→ Task to carry out
Of the lines below, report only those that contain "available".

----------

//! The NIC: credit, injection, ejection and utilization for one endpoint.
//!
//! Entry points never block. Each one runs to completion at `now` and pushes
//! whatever must happen later onto `out` for the dispatcher to schedule.

use snappr_core::config::NicConfig;
use snappr_core::{make_ack, CreditReturn, NetworkMessage, NodeId, Port, TimeDelta, Timestamp};

use crate::credit::CreditLedger;
use crate::eject::{Reassembly, ReassemblyEngine};
use crate::error::NicError;
use crate::inject::{Injection, InjectionEngine};
use crate::packet::Packet;
use crate::utilization::{ActivityState, StatsSink, UtilizationStats, UtilizationTracker};

/// Follow-up work produced by the NIC.
#[derive(Debug, Clone, PartialEq, Eq)]
pub enum NicEvent {
    /// Hand `packet` to the fabric; its last byte leaves at `departure`.
    Transmit { packet: Packet, departure: Timestamp },
    /// Send buffer credit back toward `credit.origin`.
    ReturnCredit {
        credit: CreditReturn,
        departure: Timestamp,
    },
    /// Transport "sent" ack for a fully injected message, for the local
    /// transport at `at`.
    LocalAck { ack: NetworkMessage, at: Timestamp },
    /// Port may have drained; call `port_idle` at `at`.
    IdleCheck { port: Port, at: Timestamp },
}

/// A reassembled message ready for the transport layer.
#[derive(Debug, Clone, PartialEq, Eq)]
pub struct Delivery {
    pub message: NetworkMessage,
    /// Ejection finish time.
    pub at: Timestamp,
    pub packets: u32,
    pub first_arrival: Timestamp,
}

pub struct Nic<S: StatsSink = UtilizationStats> {
    addr: NodeId,
    send_credits: bool,
    ejection_byte_delay: TimeDelta,
    credits: CreditLedger,
    injection: InjectionEngine,
    reassembly: ReassemblyEngine,
    ej_next_free: Timestamp,
    trackers: Vec<UtilizationTracker>,
    stats: S,
}

impl<S: StatsSink> Nic<S> {
    pub fn new(addr: NodeId, config: &NicConfig, stats: S) -> Result<Self, NicError> {
        let num_ports = config.num_ports;
        Ok(Self {
            addr,
            send_credits: config.send_credits,
            ejection_byte_delay: config.ejection_byte_delay(),
            credits: CreditLedger::new(num_ports, config.credit_capacity()),
            injection: InjectionEngine::new(num_ports, config.packet_size, config.byte_delay())?,
            reassembly: ReassemblyEngine::new(),
            ej_next_free: Timestamp::ZERO,
            trackers: (0..num_ports).map(|p| UtilizationTracker::new(Port(p))).collect(),
            stats,
        })
    }

    pub fn addr(&self) -> NodeId {
        self.addr
    }

    pub fn send_credits(&self) -> bool {
        self.send_credits
    }

    pub fn credits(&self) -> &CreditLedger {
        &self.credits
    }

    pub fn injection(&self) -> &InjectionEngine {
        &self.injection
    }

    pub fn reassembly(&self) -> &ReassemblyEngine {
        &self.reassembly
    }

    pub fn stats(&self) -> &S {
        &self.stats
    }

    pub fn port_state(&self, port: Port) -> Option<ActivityState> {
        self.trackers.get(port.index()).map(UtilizationTracker::state)
    }

    /// Queue `message` on its port and inject as far as credit allows.
    pub fn send(
        &mut self,
        message: NetworkMessage,
        now: Timestamp,
        out: &mut Vec<NicEvent>,
    ) -> Result<(), NicError> {
        if message.src() != self.addr {
            return Err(NicError::ForeignMessage {
                flow: message.flow_id(),
                src: message.src(),
                nic: self.addr,
            });
        }
        let port = message.port();
        tracing::debug!(nic = self.addr.0, msg = %message, "send");
        self.injection.enqueue(message)?;
        self.pump(port, now, out)
    }

    /// Credit came back for `port`; resume a stalled queue.
    pub fn replenish(
        &mut self,
        port: Port,
        bytes: u64,
        now: Timestamp,
        out: &mut Vec<NicEvent>,
    ) -> Result<(), NicError> {
        self.credits.replenish(port, bytes)?;
        tracing::trace!(
            nic = self.addr.0,
            port = port.0,
            bytes,
            available = ?self.credits.available(port),
            "credit replenished"
        );
        self.pump(port, now, out)
    }

    /// Follow-up to `NicEvent::IdleCheck`. Goes idle only if nothing was
    /// queued or injected since the check was scheduled.
    pub fn port_idle(&mut self, port: Port, now: Timestamp) -> Result<(), NicError> {
        let tracker = self.trackers.get_mut(port.index()).ok_or(NicError::UnknownPort {
            port,
            num_ports: self.credits.num_ports(),
        })?;
        if tracker.state() == ActivityState::Active
            && self.injection.queue_len(port) == 0
            && self.injection.next_free(port) <= now
        {
            tracker.transition(ActivityState::Idle, now, &mut self.stats);
        }
        Ok(())
    }

    /// Accept one arriving packet. Returns the message once its last byte
    /// has been ejected.
    pub fn receive_packet(
        &mut self,
        packet: Packet,
        now: Timestamp,
        out: &mut Vec<NicEvent>,
    ) -> Result<Option<Delivery>, NicError> {
        if packet.dst != self.addr {
            return Err(NicError::Misrouted {
                flow: packet.flow_id,
                dst: packet.dst,
                nic: self.addr,
            });
        }
        let (src, port, bytes) = (packet.src, packet.port, packet.num_bytes as u64);

        let outcome = self.reassembly.accept(packet, now)?;

        let ejected = self.ej_next_free.max(now) + self.ejection_byte_delay * bytes;
        self.ej_next_free = ejected;

        if self.send_credits && bytes > 0 {
            out.push(NicEvent::ReturnCredit {
                credit: CreditReturn {
                    origin: src,
                    port,
                    bytes,
                },
                departure: ejected,
            });
        }

        Ok(match outcome {
            Reassembly::Partial { .. } => None,
            Reassembly::Complete {
                message,
                packets,
                first_arrival,
            } => Some(Delivery {
                message,
                at: ejected,
                packets,
                first_arrival,
            }),
        })
    }

    /// Close every port's open utilization interval at `now`.
    pub fn flush_stats(&mut self, now: Timestamp) {
        for tracker in &mut self.trackers {
            tracker.flush(now, &mut self.stats);
        }
    }

    fn pump(&mut self, port: Port, now: Timestamp, out: &mut Vec<NicEvent>) -> Result<(), NicError> {
        let idx = port.index();
        loop {
            match self.injection.inject(port, &mut self.credits, now)? {
                Injection::Advanced {
                    packet, departure, ..
                } => {
                    self.stats.record_packet_sent(port, packet.num_bytes as u64);
                    self.trackers[idx].transition(ActivityState::Active, now, &mut self.stats);
                    if let Some(message) = packet.payload.as_deref() {
                        if message.needs_ack() {
                            let ack = make_ack(message).map_err(|_| NicError::NotAckable {
                                flow: message.flow_id(),
                                kind: message.kind(),
                            })?;
                            out.push(NicEvent::LocalAck { ack, at: departure });
                        }
                    }
                    out.push(NicEvent::Transmit { packet, departure });
                }
                Injection::Stalled { needed } => {
                    tracing::debug!(
                        nic = self.addr.0,
                        port = port.0,
                        needed,
                        available = ?self.credits.available(port),
                        "injection stalled on credit"
                    );
                    self.trackers[idx].transition(ActivityState::Stalled, now, &mut self.stats);
                    return Ok(());
                }
                Injection::Idle => {
                    if self.trackers[idx].state() == ActivityState::Active {
                        out.push(NicEvent::IdleCheck {
                            port,
                            at: self.injection.next_free(port),
                        });
                    }
                    return Ok(());
                }
            }
        }
    }
}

----------

→ Completed task
            available = ?self.credits.available(port),
                        available = ?self.credits.available(port),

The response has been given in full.